● **Task instructions**
Give back only the lines in the records below from the one with "Reelhouse Core Library" to the one with "outside the tolerance.", both inclusive, word for word.

=== Begin Enclosure ===

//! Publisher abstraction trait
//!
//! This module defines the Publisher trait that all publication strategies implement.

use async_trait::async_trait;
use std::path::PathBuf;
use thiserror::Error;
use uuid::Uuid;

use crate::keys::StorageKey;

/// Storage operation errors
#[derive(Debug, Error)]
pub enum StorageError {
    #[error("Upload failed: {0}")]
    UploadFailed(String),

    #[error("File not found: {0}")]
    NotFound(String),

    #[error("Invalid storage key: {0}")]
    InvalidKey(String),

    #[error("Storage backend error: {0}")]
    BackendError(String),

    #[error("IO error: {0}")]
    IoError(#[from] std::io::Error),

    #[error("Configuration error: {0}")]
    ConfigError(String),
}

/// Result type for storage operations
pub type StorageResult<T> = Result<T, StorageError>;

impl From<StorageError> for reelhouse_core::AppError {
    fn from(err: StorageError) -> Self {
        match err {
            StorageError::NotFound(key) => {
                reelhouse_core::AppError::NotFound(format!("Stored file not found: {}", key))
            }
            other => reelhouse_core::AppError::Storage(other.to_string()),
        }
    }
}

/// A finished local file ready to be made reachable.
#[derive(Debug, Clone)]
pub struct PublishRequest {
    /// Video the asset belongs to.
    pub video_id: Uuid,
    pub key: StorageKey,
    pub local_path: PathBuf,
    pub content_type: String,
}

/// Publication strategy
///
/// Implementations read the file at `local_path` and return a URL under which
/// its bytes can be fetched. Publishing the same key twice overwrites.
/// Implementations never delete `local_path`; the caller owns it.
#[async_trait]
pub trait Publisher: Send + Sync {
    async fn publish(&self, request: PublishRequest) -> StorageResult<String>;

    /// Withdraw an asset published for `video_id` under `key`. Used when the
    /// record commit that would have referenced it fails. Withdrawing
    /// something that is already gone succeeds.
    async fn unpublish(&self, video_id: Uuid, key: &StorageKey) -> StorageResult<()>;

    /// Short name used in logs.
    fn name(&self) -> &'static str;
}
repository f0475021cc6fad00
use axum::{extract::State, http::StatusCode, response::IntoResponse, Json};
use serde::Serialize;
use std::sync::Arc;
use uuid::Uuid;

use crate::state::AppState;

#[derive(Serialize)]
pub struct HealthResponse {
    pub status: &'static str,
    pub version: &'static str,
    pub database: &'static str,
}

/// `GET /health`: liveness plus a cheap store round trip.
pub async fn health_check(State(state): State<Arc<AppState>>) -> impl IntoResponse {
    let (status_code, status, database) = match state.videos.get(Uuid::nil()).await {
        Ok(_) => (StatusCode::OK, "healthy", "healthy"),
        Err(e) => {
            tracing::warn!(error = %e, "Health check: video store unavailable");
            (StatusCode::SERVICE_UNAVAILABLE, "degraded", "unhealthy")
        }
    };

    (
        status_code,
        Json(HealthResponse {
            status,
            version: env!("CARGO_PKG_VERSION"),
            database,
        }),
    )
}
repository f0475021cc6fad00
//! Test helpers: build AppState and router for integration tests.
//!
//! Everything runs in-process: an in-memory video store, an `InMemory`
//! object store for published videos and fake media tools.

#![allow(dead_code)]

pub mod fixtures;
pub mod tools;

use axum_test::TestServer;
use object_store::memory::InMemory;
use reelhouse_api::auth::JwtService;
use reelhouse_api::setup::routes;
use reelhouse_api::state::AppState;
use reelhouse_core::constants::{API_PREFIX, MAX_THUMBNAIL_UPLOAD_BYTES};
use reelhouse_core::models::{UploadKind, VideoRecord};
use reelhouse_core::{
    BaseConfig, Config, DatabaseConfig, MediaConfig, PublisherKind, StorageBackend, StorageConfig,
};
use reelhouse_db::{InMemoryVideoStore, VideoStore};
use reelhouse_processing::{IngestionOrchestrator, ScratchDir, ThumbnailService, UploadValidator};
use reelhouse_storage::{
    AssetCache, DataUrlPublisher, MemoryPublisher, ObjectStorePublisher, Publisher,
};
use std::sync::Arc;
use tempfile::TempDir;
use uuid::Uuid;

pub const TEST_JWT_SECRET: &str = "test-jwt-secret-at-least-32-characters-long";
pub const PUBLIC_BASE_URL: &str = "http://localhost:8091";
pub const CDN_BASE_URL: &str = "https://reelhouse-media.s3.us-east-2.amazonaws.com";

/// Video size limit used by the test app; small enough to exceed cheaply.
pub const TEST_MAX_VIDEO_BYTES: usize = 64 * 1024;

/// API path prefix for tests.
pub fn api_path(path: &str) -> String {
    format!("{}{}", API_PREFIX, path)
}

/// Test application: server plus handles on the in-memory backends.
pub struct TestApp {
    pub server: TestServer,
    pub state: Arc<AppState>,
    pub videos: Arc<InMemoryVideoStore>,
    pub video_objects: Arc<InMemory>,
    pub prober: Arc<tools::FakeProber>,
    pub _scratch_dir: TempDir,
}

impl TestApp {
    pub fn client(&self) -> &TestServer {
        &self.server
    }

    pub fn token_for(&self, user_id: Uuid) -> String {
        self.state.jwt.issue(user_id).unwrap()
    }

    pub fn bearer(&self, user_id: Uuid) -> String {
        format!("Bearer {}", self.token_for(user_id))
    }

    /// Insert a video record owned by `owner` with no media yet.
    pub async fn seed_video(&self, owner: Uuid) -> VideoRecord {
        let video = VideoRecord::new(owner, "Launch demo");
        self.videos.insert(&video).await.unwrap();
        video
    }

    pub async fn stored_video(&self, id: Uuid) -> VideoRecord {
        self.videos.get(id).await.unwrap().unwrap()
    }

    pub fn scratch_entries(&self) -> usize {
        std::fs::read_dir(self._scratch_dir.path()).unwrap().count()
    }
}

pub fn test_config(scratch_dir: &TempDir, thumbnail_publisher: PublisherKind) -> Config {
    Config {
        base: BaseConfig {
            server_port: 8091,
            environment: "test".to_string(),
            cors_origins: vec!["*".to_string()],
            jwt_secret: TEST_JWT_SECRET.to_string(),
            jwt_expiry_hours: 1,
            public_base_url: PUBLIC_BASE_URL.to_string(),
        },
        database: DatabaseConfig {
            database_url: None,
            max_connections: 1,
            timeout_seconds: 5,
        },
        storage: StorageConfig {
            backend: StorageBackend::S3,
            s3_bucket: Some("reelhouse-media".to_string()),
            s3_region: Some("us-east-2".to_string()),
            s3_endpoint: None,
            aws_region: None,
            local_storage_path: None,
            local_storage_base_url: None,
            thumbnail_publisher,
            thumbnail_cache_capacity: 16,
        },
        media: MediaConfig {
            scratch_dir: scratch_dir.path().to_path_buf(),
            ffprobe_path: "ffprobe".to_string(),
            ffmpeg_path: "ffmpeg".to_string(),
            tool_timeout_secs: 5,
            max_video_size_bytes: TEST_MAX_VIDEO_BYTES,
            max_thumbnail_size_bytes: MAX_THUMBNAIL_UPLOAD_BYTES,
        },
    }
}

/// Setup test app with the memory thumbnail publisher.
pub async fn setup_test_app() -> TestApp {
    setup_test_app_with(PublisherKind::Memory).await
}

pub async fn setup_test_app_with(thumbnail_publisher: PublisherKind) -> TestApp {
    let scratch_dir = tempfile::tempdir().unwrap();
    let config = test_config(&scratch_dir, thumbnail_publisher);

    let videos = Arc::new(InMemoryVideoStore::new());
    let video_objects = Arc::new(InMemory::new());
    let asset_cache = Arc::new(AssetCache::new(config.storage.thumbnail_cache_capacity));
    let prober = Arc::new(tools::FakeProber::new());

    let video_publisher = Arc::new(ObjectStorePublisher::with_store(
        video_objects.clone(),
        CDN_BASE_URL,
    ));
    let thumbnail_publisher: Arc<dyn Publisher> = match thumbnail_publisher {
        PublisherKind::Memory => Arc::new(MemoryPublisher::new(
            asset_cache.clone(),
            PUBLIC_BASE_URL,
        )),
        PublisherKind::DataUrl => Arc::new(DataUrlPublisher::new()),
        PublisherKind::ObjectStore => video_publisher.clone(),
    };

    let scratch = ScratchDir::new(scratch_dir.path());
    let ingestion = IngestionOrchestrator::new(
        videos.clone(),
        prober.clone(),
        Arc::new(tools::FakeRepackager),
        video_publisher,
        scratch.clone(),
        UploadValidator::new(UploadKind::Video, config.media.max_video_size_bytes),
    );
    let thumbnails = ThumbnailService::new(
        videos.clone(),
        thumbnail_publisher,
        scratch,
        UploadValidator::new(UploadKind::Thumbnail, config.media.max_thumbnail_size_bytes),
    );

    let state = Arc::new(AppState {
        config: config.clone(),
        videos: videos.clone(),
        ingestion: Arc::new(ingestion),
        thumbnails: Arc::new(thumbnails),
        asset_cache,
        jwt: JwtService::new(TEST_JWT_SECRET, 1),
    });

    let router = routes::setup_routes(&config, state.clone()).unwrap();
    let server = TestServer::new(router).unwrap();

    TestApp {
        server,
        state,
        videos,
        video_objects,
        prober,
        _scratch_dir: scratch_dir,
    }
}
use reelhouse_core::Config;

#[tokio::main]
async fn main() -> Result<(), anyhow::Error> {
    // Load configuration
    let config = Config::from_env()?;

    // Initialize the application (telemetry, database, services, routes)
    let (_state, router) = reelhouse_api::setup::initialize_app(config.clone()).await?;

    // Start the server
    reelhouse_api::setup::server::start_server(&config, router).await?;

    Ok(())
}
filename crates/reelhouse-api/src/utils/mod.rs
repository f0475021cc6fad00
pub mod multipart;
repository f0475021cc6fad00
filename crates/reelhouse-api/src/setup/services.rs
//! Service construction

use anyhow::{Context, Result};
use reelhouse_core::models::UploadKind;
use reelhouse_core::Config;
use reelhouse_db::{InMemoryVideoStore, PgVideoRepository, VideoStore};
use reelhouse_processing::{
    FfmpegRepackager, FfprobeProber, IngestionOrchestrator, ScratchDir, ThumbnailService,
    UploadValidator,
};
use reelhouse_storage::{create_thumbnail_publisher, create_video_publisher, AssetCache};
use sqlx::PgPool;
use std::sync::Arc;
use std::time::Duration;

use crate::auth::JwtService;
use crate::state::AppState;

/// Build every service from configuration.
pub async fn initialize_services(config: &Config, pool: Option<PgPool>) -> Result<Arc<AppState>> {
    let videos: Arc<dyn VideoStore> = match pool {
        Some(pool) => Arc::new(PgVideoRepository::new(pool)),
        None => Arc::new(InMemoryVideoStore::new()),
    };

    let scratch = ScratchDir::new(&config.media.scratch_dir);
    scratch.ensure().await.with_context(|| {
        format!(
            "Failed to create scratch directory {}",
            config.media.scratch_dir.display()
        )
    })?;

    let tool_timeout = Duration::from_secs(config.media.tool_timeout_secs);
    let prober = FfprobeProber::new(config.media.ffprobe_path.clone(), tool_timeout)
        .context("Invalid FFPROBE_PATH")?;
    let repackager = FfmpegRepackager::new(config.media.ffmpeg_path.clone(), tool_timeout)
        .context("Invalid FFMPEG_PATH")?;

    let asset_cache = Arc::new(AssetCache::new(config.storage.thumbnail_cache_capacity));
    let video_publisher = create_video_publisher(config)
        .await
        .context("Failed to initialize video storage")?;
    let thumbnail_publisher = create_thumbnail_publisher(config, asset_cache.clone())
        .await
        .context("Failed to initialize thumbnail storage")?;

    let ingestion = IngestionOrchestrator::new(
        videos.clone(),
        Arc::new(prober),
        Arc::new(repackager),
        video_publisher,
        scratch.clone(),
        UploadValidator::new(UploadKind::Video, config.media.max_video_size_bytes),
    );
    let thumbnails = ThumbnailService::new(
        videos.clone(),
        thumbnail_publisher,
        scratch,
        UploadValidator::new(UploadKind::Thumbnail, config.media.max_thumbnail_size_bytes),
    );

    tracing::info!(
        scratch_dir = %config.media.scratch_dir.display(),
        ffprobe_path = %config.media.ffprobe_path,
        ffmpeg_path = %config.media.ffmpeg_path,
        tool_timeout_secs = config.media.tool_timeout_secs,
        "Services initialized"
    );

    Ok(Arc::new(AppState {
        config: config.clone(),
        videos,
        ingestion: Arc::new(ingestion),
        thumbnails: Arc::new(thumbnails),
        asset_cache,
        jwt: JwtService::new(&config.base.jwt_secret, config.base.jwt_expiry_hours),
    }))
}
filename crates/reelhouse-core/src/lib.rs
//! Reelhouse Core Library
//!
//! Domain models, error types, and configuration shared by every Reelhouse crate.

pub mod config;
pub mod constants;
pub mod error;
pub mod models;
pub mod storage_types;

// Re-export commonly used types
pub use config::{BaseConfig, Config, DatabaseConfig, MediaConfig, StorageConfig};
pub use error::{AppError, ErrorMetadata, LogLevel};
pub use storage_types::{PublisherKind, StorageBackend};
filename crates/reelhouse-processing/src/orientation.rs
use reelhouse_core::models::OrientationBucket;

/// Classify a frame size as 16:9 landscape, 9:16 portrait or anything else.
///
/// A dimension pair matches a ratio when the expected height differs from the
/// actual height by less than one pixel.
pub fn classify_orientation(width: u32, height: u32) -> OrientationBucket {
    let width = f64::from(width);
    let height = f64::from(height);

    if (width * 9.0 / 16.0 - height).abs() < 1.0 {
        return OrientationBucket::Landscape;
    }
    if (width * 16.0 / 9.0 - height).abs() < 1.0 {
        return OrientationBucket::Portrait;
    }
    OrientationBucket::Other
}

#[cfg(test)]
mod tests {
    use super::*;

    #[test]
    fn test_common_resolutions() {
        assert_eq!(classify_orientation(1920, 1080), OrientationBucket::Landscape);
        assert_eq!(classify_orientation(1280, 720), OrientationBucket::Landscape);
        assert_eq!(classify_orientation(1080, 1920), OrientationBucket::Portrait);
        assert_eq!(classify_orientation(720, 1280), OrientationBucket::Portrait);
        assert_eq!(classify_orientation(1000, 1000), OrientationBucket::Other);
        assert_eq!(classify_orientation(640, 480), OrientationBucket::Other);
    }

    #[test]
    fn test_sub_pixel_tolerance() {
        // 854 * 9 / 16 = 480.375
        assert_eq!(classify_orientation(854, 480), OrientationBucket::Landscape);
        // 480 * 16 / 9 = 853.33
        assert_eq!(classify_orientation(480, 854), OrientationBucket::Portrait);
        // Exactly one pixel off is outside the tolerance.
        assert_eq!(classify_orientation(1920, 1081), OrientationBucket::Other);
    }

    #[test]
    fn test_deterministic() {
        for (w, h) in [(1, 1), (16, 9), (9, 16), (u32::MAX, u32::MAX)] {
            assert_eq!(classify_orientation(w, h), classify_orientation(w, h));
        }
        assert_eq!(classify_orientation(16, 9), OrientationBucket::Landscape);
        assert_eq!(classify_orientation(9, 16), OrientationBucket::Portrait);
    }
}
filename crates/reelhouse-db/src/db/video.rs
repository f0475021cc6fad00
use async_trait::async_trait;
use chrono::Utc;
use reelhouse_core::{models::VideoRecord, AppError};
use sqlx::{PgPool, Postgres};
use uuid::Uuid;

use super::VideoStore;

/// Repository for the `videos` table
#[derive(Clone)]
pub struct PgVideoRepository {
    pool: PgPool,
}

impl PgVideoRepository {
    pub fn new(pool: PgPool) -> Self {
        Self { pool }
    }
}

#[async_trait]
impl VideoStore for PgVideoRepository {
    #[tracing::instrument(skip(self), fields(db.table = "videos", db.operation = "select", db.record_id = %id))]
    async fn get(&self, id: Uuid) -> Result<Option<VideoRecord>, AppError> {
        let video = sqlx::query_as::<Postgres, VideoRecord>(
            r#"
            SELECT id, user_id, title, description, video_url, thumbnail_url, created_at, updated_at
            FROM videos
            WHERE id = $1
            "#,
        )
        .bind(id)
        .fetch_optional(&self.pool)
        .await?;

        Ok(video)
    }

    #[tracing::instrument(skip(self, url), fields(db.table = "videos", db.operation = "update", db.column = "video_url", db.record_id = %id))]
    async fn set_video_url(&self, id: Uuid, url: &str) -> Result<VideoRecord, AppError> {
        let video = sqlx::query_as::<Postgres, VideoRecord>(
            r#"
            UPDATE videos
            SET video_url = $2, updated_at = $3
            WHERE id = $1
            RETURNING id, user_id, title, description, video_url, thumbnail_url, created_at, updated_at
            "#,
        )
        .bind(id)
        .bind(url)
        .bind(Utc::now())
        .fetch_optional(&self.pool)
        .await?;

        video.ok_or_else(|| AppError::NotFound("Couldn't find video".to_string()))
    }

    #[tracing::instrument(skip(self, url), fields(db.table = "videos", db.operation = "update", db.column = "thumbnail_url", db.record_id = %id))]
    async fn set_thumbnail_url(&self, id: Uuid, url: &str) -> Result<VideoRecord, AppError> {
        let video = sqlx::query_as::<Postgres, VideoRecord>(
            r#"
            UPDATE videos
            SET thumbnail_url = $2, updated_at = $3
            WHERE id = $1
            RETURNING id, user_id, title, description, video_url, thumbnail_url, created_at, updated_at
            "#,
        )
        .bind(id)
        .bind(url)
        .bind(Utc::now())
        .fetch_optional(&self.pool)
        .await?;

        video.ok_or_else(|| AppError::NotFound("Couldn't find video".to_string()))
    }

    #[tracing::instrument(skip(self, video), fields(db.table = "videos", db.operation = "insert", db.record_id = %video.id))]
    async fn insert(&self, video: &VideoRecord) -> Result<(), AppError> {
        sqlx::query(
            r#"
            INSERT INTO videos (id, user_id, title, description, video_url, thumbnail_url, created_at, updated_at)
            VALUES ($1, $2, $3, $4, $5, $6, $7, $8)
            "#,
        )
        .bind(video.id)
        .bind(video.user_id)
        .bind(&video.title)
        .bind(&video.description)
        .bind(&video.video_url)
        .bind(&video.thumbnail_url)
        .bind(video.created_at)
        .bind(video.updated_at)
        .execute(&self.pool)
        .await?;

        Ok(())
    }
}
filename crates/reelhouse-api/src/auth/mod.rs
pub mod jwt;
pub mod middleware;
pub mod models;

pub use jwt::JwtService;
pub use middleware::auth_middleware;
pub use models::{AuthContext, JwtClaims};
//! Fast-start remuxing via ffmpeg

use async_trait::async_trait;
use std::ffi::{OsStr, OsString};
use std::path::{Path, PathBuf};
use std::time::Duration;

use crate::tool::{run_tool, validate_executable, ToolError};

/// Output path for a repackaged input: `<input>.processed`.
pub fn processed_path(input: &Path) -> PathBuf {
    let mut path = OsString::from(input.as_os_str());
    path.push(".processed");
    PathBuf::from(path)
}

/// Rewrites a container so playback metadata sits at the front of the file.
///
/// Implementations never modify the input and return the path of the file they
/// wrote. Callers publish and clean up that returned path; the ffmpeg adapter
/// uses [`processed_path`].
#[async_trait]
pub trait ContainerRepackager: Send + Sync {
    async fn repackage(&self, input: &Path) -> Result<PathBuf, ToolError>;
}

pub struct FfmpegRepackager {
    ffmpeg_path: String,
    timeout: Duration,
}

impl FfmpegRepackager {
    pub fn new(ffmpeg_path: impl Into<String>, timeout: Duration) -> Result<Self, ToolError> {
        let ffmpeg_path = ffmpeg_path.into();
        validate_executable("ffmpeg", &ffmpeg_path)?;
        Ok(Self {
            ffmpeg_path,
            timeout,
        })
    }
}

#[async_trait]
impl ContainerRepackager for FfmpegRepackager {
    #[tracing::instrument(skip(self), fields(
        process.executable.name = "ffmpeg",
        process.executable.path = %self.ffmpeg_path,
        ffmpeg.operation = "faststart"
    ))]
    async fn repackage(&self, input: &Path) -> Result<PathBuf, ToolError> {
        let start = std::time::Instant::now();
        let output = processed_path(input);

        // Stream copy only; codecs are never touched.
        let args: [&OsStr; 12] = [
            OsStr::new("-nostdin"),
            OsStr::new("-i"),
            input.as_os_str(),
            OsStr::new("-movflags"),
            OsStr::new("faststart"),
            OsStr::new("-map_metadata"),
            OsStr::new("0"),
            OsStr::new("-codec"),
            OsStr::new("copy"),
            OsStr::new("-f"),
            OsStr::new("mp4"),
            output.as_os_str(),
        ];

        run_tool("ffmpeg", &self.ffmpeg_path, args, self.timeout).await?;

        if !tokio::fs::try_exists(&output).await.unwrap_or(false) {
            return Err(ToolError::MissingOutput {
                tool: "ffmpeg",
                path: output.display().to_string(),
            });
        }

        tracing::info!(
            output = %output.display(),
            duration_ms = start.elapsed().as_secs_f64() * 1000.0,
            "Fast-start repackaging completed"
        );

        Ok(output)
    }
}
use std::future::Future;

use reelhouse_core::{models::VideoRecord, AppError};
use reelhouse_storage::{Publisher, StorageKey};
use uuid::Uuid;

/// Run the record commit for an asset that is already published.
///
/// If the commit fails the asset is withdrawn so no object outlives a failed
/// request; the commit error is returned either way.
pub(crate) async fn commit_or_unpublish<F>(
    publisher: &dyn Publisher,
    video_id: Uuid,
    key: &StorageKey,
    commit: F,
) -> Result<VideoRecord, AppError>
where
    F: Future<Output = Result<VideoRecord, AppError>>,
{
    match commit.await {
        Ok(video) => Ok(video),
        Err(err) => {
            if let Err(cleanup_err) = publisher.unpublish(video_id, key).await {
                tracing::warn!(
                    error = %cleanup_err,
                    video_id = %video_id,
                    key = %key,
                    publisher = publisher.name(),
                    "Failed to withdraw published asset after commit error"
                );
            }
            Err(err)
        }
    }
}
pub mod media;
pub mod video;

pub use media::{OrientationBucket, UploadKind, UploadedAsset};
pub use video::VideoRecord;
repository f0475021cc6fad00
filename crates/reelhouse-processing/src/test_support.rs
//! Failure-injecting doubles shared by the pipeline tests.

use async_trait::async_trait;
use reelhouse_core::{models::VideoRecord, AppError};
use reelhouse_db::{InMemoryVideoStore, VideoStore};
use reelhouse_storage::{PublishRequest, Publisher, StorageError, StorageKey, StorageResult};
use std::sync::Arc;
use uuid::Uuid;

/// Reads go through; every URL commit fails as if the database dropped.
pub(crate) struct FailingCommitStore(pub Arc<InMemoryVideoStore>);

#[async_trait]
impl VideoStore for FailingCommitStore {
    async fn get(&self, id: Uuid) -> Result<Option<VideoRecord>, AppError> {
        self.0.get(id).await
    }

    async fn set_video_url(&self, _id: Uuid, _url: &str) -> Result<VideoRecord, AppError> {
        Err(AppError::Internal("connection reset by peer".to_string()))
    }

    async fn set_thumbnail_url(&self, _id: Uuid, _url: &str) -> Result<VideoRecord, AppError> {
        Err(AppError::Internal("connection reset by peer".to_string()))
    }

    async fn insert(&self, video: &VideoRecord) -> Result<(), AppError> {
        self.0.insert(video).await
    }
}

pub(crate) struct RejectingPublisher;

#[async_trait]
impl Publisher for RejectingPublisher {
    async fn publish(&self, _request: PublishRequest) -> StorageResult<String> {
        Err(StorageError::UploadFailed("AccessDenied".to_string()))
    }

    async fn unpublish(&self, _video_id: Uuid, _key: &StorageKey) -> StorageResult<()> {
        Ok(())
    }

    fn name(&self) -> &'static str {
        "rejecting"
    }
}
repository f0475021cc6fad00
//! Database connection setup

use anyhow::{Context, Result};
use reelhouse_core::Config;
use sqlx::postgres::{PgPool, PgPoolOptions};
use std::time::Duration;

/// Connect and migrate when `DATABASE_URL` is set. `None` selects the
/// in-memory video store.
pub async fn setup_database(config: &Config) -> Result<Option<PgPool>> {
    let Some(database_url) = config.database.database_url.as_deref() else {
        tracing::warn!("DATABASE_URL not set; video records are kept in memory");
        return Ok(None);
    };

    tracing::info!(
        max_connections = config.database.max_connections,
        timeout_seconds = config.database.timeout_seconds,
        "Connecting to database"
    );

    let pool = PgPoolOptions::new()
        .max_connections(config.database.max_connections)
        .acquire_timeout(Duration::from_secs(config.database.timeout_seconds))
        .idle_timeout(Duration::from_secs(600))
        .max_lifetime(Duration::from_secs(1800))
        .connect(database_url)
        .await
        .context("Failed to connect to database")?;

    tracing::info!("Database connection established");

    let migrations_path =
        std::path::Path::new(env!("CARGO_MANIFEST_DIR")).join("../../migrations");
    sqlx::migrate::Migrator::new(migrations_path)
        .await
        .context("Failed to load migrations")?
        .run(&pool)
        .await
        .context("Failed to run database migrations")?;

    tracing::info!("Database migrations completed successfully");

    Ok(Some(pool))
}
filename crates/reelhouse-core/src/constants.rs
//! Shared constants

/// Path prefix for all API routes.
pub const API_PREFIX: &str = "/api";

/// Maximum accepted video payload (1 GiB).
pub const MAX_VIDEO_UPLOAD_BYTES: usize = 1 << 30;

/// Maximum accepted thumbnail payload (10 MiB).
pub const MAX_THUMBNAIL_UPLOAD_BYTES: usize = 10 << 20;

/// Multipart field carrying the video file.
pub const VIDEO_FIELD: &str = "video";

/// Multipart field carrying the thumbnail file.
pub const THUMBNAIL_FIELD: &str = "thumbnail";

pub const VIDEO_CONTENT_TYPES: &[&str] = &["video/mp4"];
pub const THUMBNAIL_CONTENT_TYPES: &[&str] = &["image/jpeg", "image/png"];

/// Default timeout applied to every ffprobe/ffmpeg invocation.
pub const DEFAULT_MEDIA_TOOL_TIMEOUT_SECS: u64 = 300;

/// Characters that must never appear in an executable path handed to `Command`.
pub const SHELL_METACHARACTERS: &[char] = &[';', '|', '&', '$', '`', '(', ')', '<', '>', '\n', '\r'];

=== End Enclosure ===

● **Reply**
//! Reelhouse Core Library
//!
//! Domain models, error types, and configuration shared by every Reelhouse crate.

pub mod config;
pub mod constants;
pub mod error;
pub mod models;
pub mod storage_types;

// Re-export commonly used types
pub use config::{BaseConfig, Config, DatabaseConfig, MediaConfig, StorageConfig};
pub use error::{AppError, ErrorMetadata, LogLevel};
pub use storage_types::{PublisherKind, StorageBackend};
filename crates/reelhouse-processing/src/orientation.rs
use reelhouse_core::models::OrientationBucket;

/// Classify a frame size as 16:9 landscape, 9:16 portrait or anything else.
///
/// A dimension pair matches a ratio when the expected height differs from the
/// actual height by less than one pixel.
pub fn classify_orientation(width: u32, height: u32) -> OrientationBucket {
    let width = f64::from(width);
    let height = f64::from(height);

    if (width * 9.0 / 16.0 - height).abs() < 1.0 {
        return OrientationBucket::Landscape;
    }
    if (width * 16.0 / 9.0 - height).abs() < 1.0 {
        return OrientationBucket::Portrait;
    }
    OrientationBucket::Other
}

#[cfg(test)]
mod tests {
    use super::*;

    #[test]
    fn test_common_resolutions() {
        assert_eq!(classify_orientation(1920, 1080), OrientationBucket::Landscape);
        assert_eq!(classify_orientation(1280, 720), OrientationBucket::Landscape);
        assert_eq!(classify_orientation(1080, 1920), OrientationBucket::Portrait);
        assert_eq!(classify_orientation(720, 1280), OrientationBucket::Portrait);
        assert_eq!(classify_orientation(1000, 1000), OrientationBucket::Other);
        assert_eq!(classify_orientation(640, 480), OrientationBucket::Other);
    }

    #[test]
    fn test_sub_pixel_tolerance() {
        // 854 * 9 / 16 = 480.375
        assert_eq!(classify_orientation(854, 480), OrientationBucket::Landscape);
        // 480 * 16 / 9 = 853.33
        assert_eq!(classify_orientation(480, 854), OrientationBucket::Portrait);
        // Exactly one pixel off is outside the tolerance.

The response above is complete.